Com 85,39% das ações ordinárias da CRT, o governo do Estado colocará à venda 29,15% das ações e a Telebrás — a segunda maior acionista — os 5,85% restantes. Até o final do ano o processo deverá estar concluído. Comandada pelo presidente da Comissão de Licitação do Programa de Reforma do Estado, Mário Freitas, a apresentação dos documentos para participar da aquisição das ações da CRT ontem revelou a atração da estatal e a certeza de um bom negócio. Representantes de todos os seis consórcios que disputam a empresa estavam presentes. Os concorrentes, a partir de hoje, poderão examinar os papéis uns dos outros. Hoje, os consórcios encabeçados pela Korea Telecom e a NTT vão analisar as pastas com os documentos.
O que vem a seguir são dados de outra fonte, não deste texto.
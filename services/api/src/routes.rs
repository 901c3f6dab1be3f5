use crate::infra::AppState;
use axum::http::{header, StatusCode};
use axum::response::IntoResponse;
use axum::Extension;
use axum::Json;
use resale_cert::certificate::{
    certificate_router, CertificateRepository, DocumentStore, ResaleCertificateService,
};
use serde_json::json;
use std::sync::Arc;

pub(crate) fn with_certificate_routes<S, R>(
    service: Arc<ResaleCertificateService<S, R>>,
) -> axum::Router
where
    S: DocumentStore + 'static,
    R: CertificateRepository + 'static,
{
    certificate_router(service)
        .route("/health", axum::routing::get(healthcheck))
        .route("/ready", axum::routing::get(readiness_endpoint))
        .route("/metrics", axum::routing::get(metrics_endpoint))
}

pub(crate) async fn healthcheck() -> Json<serde_json::Value> {
    Json(json!({ "status": "ok" }))
}

pub(crate) async fn readiness_endpoint(Extension(state): Extension<AppState>) -> impl IntoResponse {
    let ready = state.readiness.load(std::sync::atomic::Ordering::Relaxed);
    let status = if ready {
        StatusCode::OK
    } else {
        StatusCode::SERVICE_UNAVAILABLE
    };

    let payload = if ready {
        json!({ "status": "ready" })
    } else {
        json!({ "status": "initializing" })
    };

    (status, Json(payload))
}

pub(crate) async fn metrics_endpoint(Extension(state): Extension<AppState>) -> impl IntoResponse {
    (
        StatusCode::OK,
        [(header::CONTENT_TYPE, "text/plain; version=0.0.4")],
        state.metrics.render(),
    )
}
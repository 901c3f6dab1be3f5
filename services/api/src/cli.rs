use crate::commands::{run_fields, run_fill, run_manifest, FieldsArgs, FillArgs, ManifestArgs};
use crate::server;
use clap::{Args, Parser, Subcommand};
use resale_cert::error::AppError;

#[derive(Parser, Debug)]
#[command(
    name = "Resale Certificate Service",
    about = "Map HOA application data onto resale certificate forms and serve the pipeline over HTTP",
    version
)]
struct Cli {
    #[command(subcommand)]
    command: Option<Command>,
}

#[derive(Subcommand, Debug)]
enum Command {
    /// Start the HTTP service (default command)
    Serve(ServeArgs),
    /// Print the field descriptors produced for an application data file
    Fields(FieldsArgs),
    /// Fill a PDF template from an application data file
    Fill(FillArgs),
    /// Derive a field manifest from a fillable PDF template
    Manifest(ManifestArgs),
}

#[derive(Args, Debug, Default)]
pub(crate) struct ServeArgs {
    /// Override the configured host for the HTTP server
    #[arg(long)]
    pub(crate) host: Option<String>,
    /// Override the configured port for the HTTP server
    #[arg(long)]
    pub(crate) port: Option<u16>,
}

pub(crate) async fn run() -> Result<(), AppError> {
    let cli = Cli::parse();
    let command = cli
        .command
        .unwrap_or_else(|| Command::Serve(ServeArgs::default()));

    match command {
        Command::Serve(args) => server::run(args).await,
        Command::Fields(args) => run_fields(args),
        Command::Fill(args) => run_fill(args),
        Command::Manifest(args) => run_manifest(args),
    }
}
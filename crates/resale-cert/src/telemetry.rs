use crate::config::TelemetryConfig;
use std::fmt;
use tracing_subscriber::filter::ParseError;
use tracing_subscriber::EnvFilter;

#[derive(Debug)]
pub enum TelemetryError {
    EnvFilter { value: String, source: ParseError },
    Subscriber(Box<dyn std::error::Error + Send + Sync>),
}

impl fmt::Display for TelemetryError {
    fn fmt(&self, f: &mut fmt::Formatter<'_>) -> fmt::Result {
        match self {
            TelemetryError::EnvFilter { value, .. } => {
                write!(
                    f,
                    "invalid log level/filter '{}': unable to build EnvFilter",
                    value
                )
            }
            TelemetryError::Subscriber(err) => write!(f, "telemetry error: {err}"),
        }
    }
}

impl std::error::Error for TelemetryError {
    fn source(&self) -> Option<&(dyn std::error::Error + 'static)> {
        match self {
            TelemetryError::EnvFilter { source, .. } => Some(source),
            TelemetryError::Subscriber(err) => Some(&**err),
        }
    }
}

/// Install the global subscriber for the HTTP service.
pub fn init(config: &TelemetryConfig) -> Result<(), TelemetryError> {
    let env_filter = build_filter(&config.log_level)?;

    tracing_subscriber::fmt()
        .with_env_filter(env_filter)
        .with_target(false)
        .compact()
        .with_ansi(false)
        .try_init()
        .map_err(TelemetryError::Subscriber)
}

/// Install a stderr-only subscriber so command output on stdout stays machine readable.
///
/// Field-level mapping and fill diagnostics are emitted at `debug`, so `--verbose`
/// style invocations only need to pass `"debug"` here.
pub fn init_for_cli(level: &str) -> Result<(), TelemetryError> {
    let env_filter = build_filter(level)?;

    tracing_subscriber::fmt()
        .with_env_filter(env_filter)
        .with_writer(std::io::stderr)
        .with_target(true)
        .without_time()
        .with_ansi(false)
        .try_init()
        .map_err(TelemetryError::Subscriber)
}

fn build_filter(fallback: &str) -> Result<EnvFilter, TelemetryError> {
    match EnvFilter::try_from_default_env() {
        Ok(filter) => Ok(filter),
        Err(_) => EnvFilter::try_new(fallback).map_err(|source| TelemetryError::EnvFilter {
            value: fallback.to_string(),
            source,
        }),
    }
}

#[cfg(test)]
mod tests {
    use super::*;

    #[test]
    fn invalid_fallback_filter_is_reported() {
        if std::env::var("RUST_LOG").is_ok() {
            return;
        }
        match build_filter("resale_cert=notalevel") {
            Err(TelemetryError::EnvFilter { value, .. }) => {
                assert_eq!(value, "resale_cert=notalevel")
            }
            other => panic!("expected filter error, got {other:?}"),
        }
    }
}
Amanhã será a vez de representantes da Stet e da GTE. Na quinta-feira, a Telefônica Internacional de Espana e a France Cables et Radio (France Telecom) terão acesso às pastas. Dentro de 10 dias, depois de analisar todos os documentos apresentados ontem, o governo deverá confirmar os consórcios e empresas que respondem às exigências para participar da privatização. Depois do edital de venda, previsto para outubro, as empresas concorrentes vão poder ter acesso a todos os dados da companhia, que tem um patrimônio avaliado em R$ 1,5 bilhão. O governo ainda não divulgou o valor das ações da CRT. A Salomon Brothers foi contratada para fazer a avaliação.
Para se candidatarem à compra do lote de ações, cada um dos consórcios precisava ter um faturamento mínimo anual de US$ 5 bilhões, 5 milhões de linhas telefônicas instaladas e um índice de conclusão de chamadas locais e internacionais superior a 90%. Todos os interessados superaram estes requisitos.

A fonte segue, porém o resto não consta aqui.